Malignant cells often have aberrant phenotypes that may help to distinguish them from normal immature cells. One of these aberrations is the presence of phenotypes that are not typically present on that particular cell lineage.[16] For instance, although CD56 is a lymphoid marker, it could be detected in both ALL and AML.[17] Moreover, patients with AML who were CD56-positive exhibited a worse prognosis.[7,18] Significantly different levels of antigens (CD2, CD5, CD7, sCD3, CD19, CD20, sCD13, CD33, CD117, CD15, CD14, CD34, CD10, CD71, CD9, CD41, MPO, and cCD3) were observed between patients with AML and those with ALL (Figure 1). These antigens comprised markers of myeloid cells, B lymphocytes, T lymphocytes, and megakaryocytes, all of which are useful in the classification of leukemia. However, there were no significant differences between patients with AML and those with ALL in the levels of CD56, HLA-DR, CD38, CD61, and cCD13. These results indicated that specific antigens may indeed act as potential molecular markers for the classification of AL subtypes.

HLA-DR reportedly is expressed in both AML and ALL.[19] Furthermore, it has shown significantly different levels among patients with standard-risk, medium-risk, and high-risk status in ALL.[16] Thus, HLA-DR might be useful in risk evaluation for patients with AML and those with ALL.[3] Our results indicated that CD2 level may be associated with fraction survival in patients with AML (Figure 2, *P < 0.05). Although there was a related trend in the association analysis between fraction survival and CD7 level in patients with AML, there was no significant impact of other aberrant markers on prognosis (Figure 2). Thus, these associations may provide hints to identify useful disease markers and prognostic factors for predicting remission in patients with AML.[3]
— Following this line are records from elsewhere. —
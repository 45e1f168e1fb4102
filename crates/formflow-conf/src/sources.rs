//! Configuration sources for layered settings
//!
//! Sources are merged in priority order (environment variables > TOML file >
//! defaults). Every source yields a flat map of lowercase keys to JSON values.

use indexmap::IndexMap;
use serde_json::Value;
use std::fs;
use std::path::PathBuf;

/// Keys whose environment values are read as booleans.
const BOOL_KEYS: &[&str] = &["strict_date_validation"];

/// Trait for configuration sources
pub trait ConfigSource: Send + Sync {
	/// Load configuration from this source
	fn load(&self) -> Result<IndexMap<String, Value>, SourceError>;

	/// Get the priority of this source (higher = more important)
	fn priority(&self) -> u8;

	/// Get a description of this source
	fn description(&self) -> String;
}

/// Error type for configuration sources
#[non_exhaustive]
#[derive(Debug, thiserror::Error)]
pub enum SourceError {
	#[error("IO error: {0}")]
	Io(#[from] std::io::Error),

	#[error("Parse error: {0}")]
	Parse(String),

	#[error("TOML error: {0}")]
	Toml(#[from] toml::de::Error),

	#[error("JSON error: {0}")]
	Json(#[from] serde_json::Error),
}

/// Environment variable configuration source
pub struct EnvSource {
	prefix: Option<String>,
}

impl EnvSource {
	/// Create a source over all environment variables.
	pub fn new() -> Self {
		Self { prefix: None }
	}

	/// Only read variables starting with `prefix`; the prefix is stripped
	/// from the key.
	///
	/// # Examples
	///
	/// ```
	/// use formflow_conf::sources::{ConfigSource, EnvSource};
	///
	/// let source = EnvSource::new().with_prefix("FORMFLOW_");
	/// assert_eq!(source.description(), "Environment variables (prefix: FORMFLOW_)");
	/// ```
	pub fn with_prefix(mut self, prefix: impl Into<String>) -> Self {
		self.prefix = Some(prefix.into());
		self
	}

	fn parse_value(key: &str, value: String) -> Value {
		if BOOL_KEYS.contains(&key) {
			return match value.trim().to_lowercase().as_str() {
				"true" | "1" | "yes" | "on" => Value::Bool(true),
				"false" | "0" | "no" | "off" => Value::Bool(false),
				_ => Value::String(value),
			};
		}

		if let Ok(num) = value.parse::<i64>() {
			Value::Number(num.into())
		} else if let Ok(b) = value.parse::<bool>() {
			Value::Bool(b)
		} else {
			Value::String(value)
		}
	}
}

impl Default for EnvSource {
	fn default() -> Self {
		Self::new()
	}
}

impl ConfigSource for EnvSource {
	fn load(&self) -> Result<IndexMap<String, Value>, SourceError> {
		let mut config = IndexMap::new();

		for (key, value) in std::env::vars() {
			let clean_key = match &self.prefix {
				Some(prefix) => match key.strip_prefix(prefix.as_str()) {
					Some(stripped) => stripped,
					None => continue,
				},
				None => key.as_str(),
			};

			let lower_key = clean_key.to_lowercase();
			let parsed_value = Self::parse_value(&lower_key, value);
			config.insert(lower_key, parsed_value);
		}

		Ok(config)
	}

	fn priority(&self) -> u8 {
		100
	}

	fn description(&self) -> String {
		match &self.prefix {
			Some(prefix) => format!("Environment variables (prefix: {})", prefix),
			None => "Environment variables".to_string(),
		}
	}
}

/// TOML file configuration source
///
/// A missing file yields no values.
pub struct TomlFileSource {
	path: PathBuf,
}

impl TomlFileSource {
	pub fn new(path: impl Into<PathBuf>) -> Self {
		Self { path: path.into() }
	}
}

impl ConfigSource for TomlFileSource {
	fn load(&self) -> Result<IndexMap<String, Value>, SourceError> {
		if !self.path.exists() {
			tracing::debug!(path = %self.path.display(), "Settings file not found, skipping");
			return Ok(IndexMap::new());
		}

		let content = fs::read_to_string(&self.path)?;
		let toml_value: toml::Value = toml::from_str(&content)?;
		let json_value = serde_json::to_value(toml_value)?;

		let map = json_value
			.as_object()
			.ok_or_else(|| SourceError::Parse("Expected table at root".to_string()))?;

		Ok(map.iter().map(|(k, v)| (k.clone(), v.clone())).collect())
	}

	fn priority(&self) -> u8 {
		50
	}

	fn description(&self) -> String {
		format!("TOML file: {}", self.path.display())
	}
}

/// Default values configuration source
pub struct DefaultSource {
	values: IndexMap<String, Value>,
}

impl DefaultSource {
	/// # Examples
	///
	/// ```
	/// use formflow_conf::sources::DefaultSource;
	/// use serde_json::Value;
	///
	/// let source = DefaultSource::new()
	///     .with_value("request_timeout_secs", Value::Number(30.into()));
	/// ```
	pub fn new() -> Self {
		Self {
			values: IndexMap::new(),
		}
	}

	pub fn with_value(mut self, key: impl Into<String>, value: Value) -> Self {
		self.values.insert(key.into(), value);
		self
	}
}

impl Default for DefaultSource {
	fn default() -> Self {
		Self::new()
	}
}

impl ConfigSource for DefaultSource {
	fn load(&self) -> Result<IndexMap<String, Value>, SourceError> {
		Ok(self.values.clone())
	}

	fn priority(&self) -> u8 {
		0
	}

	fn description(&self) -> String {
		"Default values".to_string()
	}
}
In this study, we found different outcomes based on fusion gene analysis in patients with ALL, those with AML, and the subtypes of both AML and ALL. Previous studies revealed that patients AL who exhibit BCR-ABL mutations seemed to have a worse prognosis than those without these mutations,[3] demonstrating that the detection of fusion genes was important for the diagnosis, classification, and prognosis of AL. In the present study, most AL subtypes showed different fusion gene statuses (Table 2). These results provided new evidence to support the findings of the previous study.[3] Unfortunately, we did not perform analysis of cytogenetic-immunophenotype correlations due to the small sample size in this study. A larger sample size with corresponding cytogenetic information is needed to explore this association in future studies.
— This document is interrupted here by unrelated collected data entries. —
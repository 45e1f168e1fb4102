//! Submitter that stores collected values in a JSON file

use anyhow::Context;
use async_trait::async_trait;
use formflow_forms::{FormSubmitter, FormValues};
use serde_json::json;
use std::path::PathBuf;

/// Writes `{ "formId": ..., "values": {...} }` to a file.
#[derive(Debug, Clone)]
pub struct JsonFileSubmitter {
	path: PathBuf,
}

impl JsonFileSubmitter {
	pub fn new(path: impl Into<PathBuf>) -> Self {
		Self { path: path.into() }
	}
}

#[async_trait]
impl FormSubmitter for JsonFileSubmitter {
	async fn submit(&self, form_id: &str, values: &FormValues) -> anyhow::Result<()> {
		let payload = serde_json::to_string_pretty(&json!({
			"formId": form_id,
			"values": values,
		}))?;
		tokio::fs::write(&self.path, payload)
			.await
			.with_context(|| format!("failed to write {}", self.path.display()))?;
		tracing::info!(form_id, path = %self.path.display(), "Saved form data");
		Ok(())
	}
}

#[cfg(test)]
mod tests {
	use super::*;
	use formflow_forms::FieldValue;
	use rstest::rstest;
	use tempfile::TempDir;

	#[rstest]
	#[tokio::test]
	async fn test_writes_form_id_and_values() {
		// Arrange
		let temp_dir = TempDir::new().unwrap();
		let path = temp_dir.path().join("answers.json");
		let mut values = FormValues::new();
		values.insert("name".to_string(), FieldValue::from("Asha"));
		values.insert("agree".to_string(), FieldValue::Bool(true));

		// Act
		JsonFileSubmitter::new(&path)
			.submit("signup", &values)
			.await
			.unwrap();

		// Assert
		let written: serde_json::Value =
			serde_json::from_str(&std::fs::read_to_string(&path).unwrap()).unwrap();
		assert_eq!(
			written,
			json!({ "formId": "signup", "values": { "name": "Asha", "agree": true } })
		);
	}

	#[rstest]
	#[tokio::test]
	async fn test_unwritable_path_fails() {
		let temp_dir = TempDir::new().unwrap();
		let path = temp_dir.path().join("missing-dir").join("answers.json");

		let err = JsonFileSubmitter::new(&path)
			.submit("signup", &FormValues::new())
			.await
			.unwrap_err();

		assert!(err.to_string().starts_with("failed to write"));
	}
}
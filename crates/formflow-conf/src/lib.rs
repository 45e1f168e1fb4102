//! # formflow-conf
//!
//! Layered settings for formflow clients.
//!
//! ## Sources
//!
//! | Source | Priority |
//! |--------|----------|
//! | [`EnvSource`] | 100 |
//! | [`TomlFileSource`] | 50 |
//! | [`DefaultSource`] | 0 |
//!
//! ## Example
//!
//! ```no_run
//! use formflow_conf::ClientSettings;
//!
//! let settings = ClientSettings::load(None)?;
//! println!("Using {}", settings.api_base_url);
//! # Ok::<(), formflow_conf::SettingsError>(())
//! ```

pub mod builder;
pub mod client;
pub mod sources;

pub use builder::{MergedSettings, SettingsBuilder, SettingsError};
pub use client::{
	ClientSettings, DEFAULT_API_BASE_URL, DEFAULT_SETTINGS_FILE, ENV_PREFIX,
};
pub use sources::{ConfigSource, DefaultSource, EnvSource, SourceError, TomlFileSource};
In conclusion, our results showed that immunophenotypes varied significantly between patients with AML and those with ALL, including among their various subtypes; this indicated that FCI may provide a clinically useful, rapid, and effective method to aid in diagnosis in patients with AL, as well as to assess treatment progress and predict prognosis.

Declaration of conflicting interest

The authors declared no potential conflicts of interest with respect to the research, authorship, and/or publication of this article.